■ **What you should do**:
Look through the records below, and whenever a line contains "process", copy it.

■ **Information shown**:
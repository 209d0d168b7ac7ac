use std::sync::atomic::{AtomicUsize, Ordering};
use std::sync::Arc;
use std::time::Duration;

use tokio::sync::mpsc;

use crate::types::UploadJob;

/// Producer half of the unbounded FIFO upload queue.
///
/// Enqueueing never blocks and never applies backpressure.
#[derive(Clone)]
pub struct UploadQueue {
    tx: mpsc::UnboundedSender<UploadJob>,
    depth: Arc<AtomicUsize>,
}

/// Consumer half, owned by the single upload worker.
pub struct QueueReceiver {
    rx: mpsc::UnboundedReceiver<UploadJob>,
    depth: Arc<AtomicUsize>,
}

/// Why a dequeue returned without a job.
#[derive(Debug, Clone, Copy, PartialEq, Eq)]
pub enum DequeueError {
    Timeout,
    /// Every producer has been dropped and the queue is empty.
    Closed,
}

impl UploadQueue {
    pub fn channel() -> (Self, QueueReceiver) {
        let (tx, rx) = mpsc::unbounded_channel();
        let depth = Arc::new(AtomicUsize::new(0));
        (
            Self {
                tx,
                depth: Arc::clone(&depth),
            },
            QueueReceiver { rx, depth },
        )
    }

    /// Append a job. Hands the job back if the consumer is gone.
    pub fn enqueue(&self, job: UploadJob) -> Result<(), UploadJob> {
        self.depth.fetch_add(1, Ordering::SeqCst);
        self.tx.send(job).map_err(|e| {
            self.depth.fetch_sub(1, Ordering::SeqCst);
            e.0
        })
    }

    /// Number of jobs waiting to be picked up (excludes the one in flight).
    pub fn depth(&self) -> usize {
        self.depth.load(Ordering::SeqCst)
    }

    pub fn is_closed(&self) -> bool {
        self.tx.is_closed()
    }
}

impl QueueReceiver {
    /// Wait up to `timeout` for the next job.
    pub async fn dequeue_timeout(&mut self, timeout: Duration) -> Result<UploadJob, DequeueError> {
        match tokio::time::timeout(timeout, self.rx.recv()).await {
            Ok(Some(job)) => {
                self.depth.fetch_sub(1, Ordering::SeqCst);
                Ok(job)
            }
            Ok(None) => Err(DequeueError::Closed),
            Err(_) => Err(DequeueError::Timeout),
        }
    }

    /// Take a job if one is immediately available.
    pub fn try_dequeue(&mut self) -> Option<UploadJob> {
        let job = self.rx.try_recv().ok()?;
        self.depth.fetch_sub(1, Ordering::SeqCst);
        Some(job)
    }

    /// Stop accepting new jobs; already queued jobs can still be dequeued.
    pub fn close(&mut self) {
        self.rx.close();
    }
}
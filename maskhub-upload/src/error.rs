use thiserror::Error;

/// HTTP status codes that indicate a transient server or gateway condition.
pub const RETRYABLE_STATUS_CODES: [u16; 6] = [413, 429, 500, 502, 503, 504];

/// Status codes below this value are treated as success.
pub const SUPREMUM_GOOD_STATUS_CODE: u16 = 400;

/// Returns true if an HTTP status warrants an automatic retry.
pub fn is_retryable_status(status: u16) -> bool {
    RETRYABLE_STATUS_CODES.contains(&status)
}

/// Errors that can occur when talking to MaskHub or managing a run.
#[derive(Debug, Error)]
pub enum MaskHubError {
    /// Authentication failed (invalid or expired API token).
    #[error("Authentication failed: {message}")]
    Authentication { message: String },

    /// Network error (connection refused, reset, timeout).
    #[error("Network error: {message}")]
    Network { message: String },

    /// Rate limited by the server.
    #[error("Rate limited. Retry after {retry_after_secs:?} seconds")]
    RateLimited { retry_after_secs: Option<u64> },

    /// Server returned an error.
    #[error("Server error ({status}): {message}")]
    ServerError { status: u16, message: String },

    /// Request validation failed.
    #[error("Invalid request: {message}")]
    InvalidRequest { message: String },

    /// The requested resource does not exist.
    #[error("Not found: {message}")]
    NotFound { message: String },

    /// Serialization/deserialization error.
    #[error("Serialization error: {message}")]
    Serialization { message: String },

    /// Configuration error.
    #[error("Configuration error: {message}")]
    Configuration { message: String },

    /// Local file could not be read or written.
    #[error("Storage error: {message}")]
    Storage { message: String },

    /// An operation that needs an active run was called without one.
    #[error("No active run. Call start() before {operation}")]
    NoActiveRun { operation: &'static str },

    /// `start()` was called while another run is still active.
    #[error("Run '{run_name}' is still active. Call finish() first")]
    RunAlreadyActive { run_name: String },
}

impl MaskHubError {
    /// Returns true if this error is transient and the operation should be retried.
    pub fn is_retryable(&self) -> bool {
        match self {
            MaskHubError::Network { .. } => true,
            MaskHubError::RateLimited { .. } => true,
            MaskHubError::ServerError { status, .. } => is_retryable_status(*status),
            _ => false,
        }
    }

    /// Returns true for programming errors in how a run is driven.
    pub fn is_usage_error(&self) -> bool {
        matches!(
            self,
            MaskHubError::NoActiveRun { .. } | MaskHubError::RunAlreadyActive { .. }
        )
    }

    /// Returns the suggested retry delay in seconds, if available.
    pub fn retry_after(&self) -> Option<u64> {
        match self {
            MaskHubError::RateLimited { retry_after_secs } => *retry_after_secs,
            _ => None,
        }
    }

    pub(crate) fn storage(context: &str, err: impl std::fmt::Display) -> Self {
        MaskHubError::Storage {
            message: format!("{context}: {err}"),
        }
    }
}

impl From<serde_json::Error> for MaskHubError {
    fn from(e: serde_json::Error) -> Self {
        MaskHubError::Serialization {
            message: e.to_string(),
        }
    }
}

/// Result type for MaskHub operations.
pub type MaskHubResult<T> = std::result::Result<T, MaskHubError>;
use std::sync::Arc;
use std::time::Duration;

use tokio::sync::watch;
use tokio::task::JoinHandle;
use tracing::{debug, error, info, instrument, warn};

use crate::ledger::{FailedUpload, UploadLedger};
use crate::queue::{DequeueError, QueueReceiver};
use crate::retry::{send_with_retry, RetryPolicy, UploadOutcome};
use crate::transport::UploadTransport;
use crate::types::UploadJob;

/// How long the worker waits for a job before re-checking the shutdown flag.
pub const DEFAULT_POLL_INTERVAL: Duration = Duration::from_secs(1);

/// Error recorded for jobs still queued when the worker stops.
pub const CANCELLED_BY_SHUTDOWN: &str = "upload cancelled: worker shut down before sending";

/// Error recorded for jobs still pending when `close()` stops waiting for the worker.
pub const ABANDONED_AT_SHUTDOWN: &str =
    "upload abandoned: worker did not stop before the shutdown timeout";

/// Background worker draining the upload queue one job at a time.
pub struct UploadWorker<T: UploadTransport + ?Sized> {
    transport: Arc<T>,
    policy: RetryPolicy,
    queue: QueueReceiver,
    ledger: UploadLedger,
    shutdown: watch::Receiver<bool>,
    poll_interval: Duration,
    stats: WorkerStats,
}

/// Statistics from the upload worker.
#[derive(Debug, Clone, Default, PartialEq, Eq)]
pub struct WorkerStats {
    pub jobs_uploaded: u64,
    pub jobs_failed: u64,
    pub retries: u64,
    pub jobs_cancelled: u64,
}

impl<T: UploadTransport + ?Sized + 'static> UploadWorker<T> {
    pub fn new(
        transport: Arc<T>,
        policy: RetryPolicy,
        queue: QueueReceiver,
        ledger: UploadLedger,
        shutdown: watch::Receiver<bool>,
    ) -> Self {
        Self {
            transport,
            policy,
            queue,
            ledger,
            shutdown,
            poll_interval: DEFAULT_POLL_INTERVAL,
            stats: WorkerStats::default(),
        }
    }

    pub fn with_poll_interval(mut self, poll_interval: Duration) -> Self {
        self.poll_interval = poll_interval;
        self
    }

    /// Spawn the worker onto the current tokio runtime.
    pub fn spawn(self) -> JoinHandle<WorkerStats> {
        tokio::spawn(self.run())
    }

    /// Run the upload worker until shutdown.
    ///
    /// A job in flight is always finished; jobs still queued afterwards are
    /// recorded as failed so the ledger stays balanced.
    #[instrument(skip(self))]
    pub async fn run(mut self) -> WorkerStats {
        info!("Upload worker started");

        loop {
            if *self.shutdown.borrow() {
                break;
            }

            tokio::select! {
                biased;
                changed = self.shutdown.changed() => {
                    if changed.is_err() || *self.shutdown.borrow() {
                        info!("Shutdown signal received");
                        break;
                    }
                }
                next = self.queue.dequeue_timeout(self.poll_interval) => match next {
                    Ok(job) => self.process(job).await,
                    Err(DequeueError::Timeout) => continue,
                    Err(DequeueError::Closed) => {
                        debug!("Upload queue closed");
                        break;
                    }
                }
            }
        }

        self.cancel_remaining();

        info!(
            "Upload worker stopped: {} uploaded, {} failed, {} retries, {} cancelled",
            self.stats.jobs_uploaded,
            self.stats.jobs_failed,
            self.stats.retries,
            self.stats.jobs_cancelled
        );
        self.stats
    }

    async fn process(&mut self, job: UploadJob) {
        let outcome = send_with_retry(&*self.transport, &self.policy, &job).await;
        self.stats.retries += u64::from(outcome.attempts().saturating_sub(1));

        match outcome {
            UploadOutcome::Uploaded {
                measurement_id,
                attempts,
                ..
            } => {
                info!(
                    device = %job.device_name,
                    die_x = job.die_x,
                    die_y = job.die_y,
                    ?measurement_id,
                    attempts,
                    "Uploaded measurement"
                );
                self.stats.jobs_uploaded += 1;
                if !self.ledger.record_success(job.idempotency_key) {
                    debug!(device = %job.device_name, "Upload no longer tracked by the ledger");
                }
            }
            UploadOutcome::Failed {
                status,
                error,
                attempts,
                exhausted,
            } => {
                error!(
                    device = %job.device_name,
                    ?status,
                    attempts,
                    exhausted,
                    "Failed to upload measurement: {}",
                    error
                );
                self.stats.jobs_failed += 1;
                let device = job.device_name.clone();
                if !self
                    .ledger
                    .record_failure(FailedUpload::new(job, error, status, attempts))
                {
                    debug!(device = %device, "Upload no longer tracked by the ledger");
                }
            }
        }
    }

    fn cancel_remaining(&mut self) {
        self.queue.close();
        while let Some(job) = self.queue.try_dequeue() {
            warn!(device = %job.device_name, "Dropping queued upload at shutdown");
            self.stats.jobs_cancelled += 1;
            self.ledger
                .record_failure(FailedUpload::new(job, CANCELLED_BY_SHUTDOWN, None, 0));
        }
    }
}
* * *
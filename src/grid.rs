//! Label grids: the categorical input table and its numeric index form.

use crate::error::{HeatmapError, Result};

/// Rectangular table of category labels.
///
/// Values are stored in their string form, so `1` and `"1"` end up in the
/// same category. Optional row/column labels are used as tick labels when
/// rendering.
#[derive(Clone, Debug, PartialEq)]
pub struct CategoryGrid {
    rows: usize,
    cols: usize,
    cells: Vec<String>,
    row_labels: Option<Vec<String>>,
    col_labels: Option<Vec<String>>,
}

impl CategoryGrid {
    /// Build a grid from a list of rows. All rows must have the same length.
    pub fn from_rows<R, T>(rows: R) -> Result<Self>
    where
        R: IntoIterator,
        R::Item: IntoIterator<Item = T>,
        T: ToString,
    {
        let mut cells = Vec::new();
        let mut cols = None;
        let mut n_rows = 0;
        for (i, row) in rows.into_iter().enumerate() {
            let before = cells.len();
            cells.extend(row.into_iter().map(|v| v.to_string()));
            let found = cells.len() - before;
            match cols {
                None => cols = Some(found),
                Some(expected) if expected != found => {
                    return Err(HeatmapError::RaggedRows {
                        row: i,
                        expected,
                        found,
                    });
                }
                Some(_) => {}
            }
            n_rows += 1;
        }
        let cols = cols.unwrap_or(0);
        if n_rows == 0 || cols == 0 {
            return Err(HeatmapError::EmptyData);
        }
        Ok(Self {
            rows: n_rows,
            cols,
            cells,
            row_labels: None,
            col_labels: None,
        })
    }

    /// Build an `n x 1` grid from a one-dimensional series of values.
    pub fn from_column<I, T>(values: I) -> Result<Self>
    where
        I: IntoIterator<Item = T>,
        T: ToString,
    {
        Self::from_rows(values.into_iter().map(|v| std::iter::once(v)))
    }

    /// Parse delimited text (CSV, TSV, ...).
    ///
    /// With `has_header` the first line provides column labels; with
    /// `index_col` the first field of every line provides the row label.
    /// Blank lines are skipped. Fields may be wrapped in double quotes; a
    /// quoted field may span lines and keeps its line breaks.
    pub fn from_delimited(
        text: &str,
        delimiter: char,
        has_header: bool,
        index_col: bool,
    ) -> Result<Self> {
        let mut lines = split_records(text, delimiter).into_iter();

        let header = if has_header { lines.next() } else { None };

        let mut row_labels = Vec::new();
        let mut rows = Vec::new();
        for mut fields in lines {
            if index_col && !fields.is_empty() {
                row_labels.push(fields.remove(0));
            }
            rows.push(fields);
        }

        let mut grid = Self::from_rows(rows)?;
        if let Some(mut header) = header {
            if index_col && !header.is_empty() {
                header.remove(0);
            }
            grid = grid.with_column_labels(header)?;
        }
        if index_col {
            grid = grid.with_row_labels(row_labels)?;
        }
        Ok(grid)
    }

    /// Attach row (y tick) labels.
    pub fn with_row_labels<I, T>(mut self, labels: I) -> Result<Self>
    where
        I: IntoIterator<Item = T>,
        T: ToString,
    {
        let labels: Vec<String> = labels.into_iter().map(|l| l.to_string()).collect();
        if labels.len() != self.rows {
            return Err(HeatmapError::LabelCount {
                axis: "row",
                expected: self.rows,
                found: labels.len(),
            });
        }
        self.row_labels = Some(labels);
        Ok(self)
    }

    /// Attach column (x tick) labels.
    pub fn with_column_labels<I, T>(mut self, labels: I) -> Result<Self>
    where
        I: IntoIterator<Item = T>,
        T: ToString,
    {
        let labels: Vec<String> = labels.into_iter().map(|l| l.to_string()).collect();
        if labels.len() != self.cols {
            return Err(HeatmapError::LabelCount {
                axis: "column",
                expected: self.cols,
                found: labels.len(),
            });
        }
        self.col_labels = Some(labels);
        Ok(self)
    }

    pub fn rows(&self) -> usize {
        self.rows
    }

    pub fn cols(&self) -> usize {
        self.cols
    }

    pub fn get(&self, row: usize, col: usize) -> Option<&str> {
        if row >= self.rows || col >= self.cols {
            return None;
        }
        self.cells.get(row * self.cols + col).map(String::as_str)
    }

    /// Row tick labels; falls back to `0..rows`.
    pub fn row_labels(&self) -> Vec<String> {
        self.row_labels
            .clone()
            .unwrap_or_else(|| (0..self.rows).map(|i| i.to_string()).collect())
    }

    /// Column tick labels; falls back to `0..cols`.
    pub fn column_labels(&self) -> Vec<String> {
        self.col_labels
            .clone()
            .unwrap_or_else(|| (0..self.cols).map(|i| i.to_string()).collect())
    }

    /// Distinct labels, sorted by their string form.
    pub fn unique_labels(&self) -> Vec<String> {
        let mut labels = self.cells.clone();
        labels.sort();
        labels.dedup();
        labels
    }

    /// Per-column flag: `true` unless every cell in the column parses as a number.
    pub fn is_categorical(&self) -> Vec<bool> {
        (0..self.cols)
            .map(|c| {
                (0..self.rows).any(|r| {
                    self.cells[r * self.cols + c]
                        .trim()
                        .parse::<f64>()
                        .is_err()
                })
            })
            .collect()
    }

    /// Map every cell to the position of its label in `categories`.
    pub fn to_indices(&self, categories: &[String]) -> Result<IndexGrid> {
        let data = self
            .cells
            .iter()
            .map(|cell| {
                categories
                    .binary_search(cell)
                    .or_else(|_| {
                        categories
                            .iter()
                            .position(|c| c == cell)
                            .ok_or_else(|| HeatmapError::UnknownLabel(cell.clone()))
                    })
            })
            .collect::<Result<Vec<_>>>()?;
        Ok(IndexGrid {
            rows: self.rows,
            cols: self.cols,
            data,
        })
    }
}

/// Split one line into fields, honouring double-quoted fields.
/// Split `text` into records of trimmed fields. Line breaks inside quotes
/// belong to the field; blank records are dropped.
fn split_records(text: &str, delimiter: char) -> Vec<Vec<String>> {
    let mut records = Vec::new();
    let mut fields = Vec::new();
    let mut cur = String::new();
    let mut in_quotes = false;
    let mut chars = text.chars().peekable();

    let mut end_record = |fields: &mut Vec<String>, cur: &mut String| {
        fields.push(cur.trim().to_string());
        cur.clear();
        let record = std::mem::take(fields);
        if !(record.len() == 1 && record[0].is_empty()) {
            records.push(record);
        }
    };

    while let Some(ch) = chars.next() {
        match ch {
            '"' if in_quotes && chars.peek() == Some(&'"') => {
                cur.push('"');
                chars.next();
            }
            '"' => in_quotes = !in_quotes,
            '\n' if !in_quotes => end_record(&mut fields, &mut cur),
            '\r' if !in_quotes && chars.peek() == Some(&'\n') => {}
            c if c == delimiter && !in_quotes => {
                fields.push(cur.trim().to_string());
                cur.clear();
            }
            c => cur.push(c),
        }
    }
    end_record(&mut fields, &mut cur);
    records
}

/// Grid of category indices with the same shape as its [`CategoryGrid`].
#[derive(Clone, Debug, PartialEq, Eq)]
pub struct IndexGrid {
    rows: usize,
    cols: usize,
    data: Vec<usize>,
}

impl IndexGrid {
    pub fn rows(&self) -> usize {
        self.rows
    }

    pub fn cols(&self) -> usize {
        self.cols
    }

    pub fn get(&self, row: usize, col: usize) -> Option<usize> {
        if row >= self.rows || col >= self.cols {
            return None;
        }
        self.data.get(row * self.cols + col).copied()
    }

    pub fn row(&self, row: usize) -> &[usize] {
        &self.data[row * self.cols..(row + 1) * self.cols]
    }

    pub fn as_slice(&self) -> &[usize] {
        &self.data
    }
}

■ **Task output**:
                    Ok(job) => self.process(job).await,
    async fn process(&mut self, job: UploadJob) {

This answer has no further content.